use chrono::{Datelike, Days, NaiveDate};

use crate::dates;
use crate::models::{Frequency, Medication};

/// Calendar days scored for adherence, today included.
pub const ADHERENCE_WINDOW_DAYS: i64 = 7;

impl Frequency {
    /// Calendar schedules only. Interval schedules depend on their start, see
    /// [`Frequency::is_due_since`].
    pub fn is_due_on(&self, date: NaiveDate) -> bool {
        match self {
            Frequency::Daily => true,
            Frequency::EveryNDays { .. } => false,
            Frequency::Weekly { days_of_week } => days_of_week.contains(&date.weekday()),
            Frequency::Monthly { day_of_month } => date.day() == *day_of_month,
        }
    }

    /// Whether a dose is due on `date` for a schedule that began on `start`.
    pub fn is_due_since(&self, start: NaiveDate, date: NaiveDate) -> bool {
        match self {
            Frequency::EveryNDays { interval } => {
                let elapsed = (date - start).num_days();
                elapsed >= 0 && elapsed % i64::from((*interval).max(1)) == 0
            }
            _ => date >= start && self.is_due_on(date),
        }
    }

    /// Smallest date strictly after `after` on which a dose is due.
    ///
    /// `None` when the schedule can never fire: an empty weekday set or a
    /// day of month above 31.
    pub fn next_due(&self, after: NaiveDate) -> Option<NaiveDate> {
        match self {
            Frequency::Daily => after.succ_opt(),
            Frequency::EveryNDays { interval } => {
                after.checked_add_days(Days::new(u64::from((*interval).max(1))))
            }
            // Any weekday recurs within 7 days, any valid month day within 62.
            Frequency::Weekly { .. } => self.scan_after(after, 7),
            Frequency::Monthly { .. } => self.scan_after(after, 62),
        }
    }

    fn scan_after(&self, after: NaiveDate, horizon: usize) -> Option<NaiveDate> {
        after
            .iter_days()
            .skip(1)
            .take(horizon)
            .find(|date| self.is_due_on(*date))
    }

    /// Doses due from `from` through `to`, both inclusive, for a schedule
    /// that began on `start`.
    fn expected_doses(&self, start: NaiveDate, from: NaiveDate, to: NaiveDate) -> u32 {
        from.iter_days()
            .take_while(|date| *date <= to)
            .filter(|date| self.is_due_since(start, *date))
            .count() as u32
    }
}

impl Medication {
    /// Next date a dose is due, counting from the last recorded dose.
    pub fn next_dose(&self, today: NaiveDate) -> Option<NaiveDate> {
        if let Some(&last) = self.taken_on.iter().max() {
            return self.frequency.next_due(last);
        }
        match self.frequency {
            Frequency::Daily | Frequency::EveryNDays { .. } => Some(today),
            _ if self.frequency.is_due_on(today) => Some(today),
            _ => self.frequency.next_due(today),
        }
    }
}

/// Percentage of due doses taken over the trailing week, capped at 100.
///
/// The week is the seven calendar days ending today. A medication counts
/// from the day it was added, so a daily dose taken on that day scores 100.
pub fn adherence(medications: &[Medication], today: NaiveDate) -> u8 {
    let window_start = dates::add_days(today, 1 - ADHERENCE_WINDOW_DAYS);
    let mut expected = 0u32;
    let mut taken = 0u32;

    for medication in medications {
        let from = window_start.max(medication.created_on);
        expected += medication
            .frequency
            .expected_doses(medication.created_on, from, today);
        taken += medication
            .taken_on
            .iter()
            .filter(|d| **d >= window_start && **d <= today)
            .count() as u32;
    }

    if expected == 0 {
        return 0;
    }
    let percent = (f64::from(taken) / f64::from(expected) * 100.0).round();
    percent.min(100.0) as u8
}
———
* **PROBLEM REQUIREMENTS**:
Go through the lines above. Select every one that has the string "return".

* **YOUR RESPONSE**:
            return self.frequency.next_due(last);
        return 0;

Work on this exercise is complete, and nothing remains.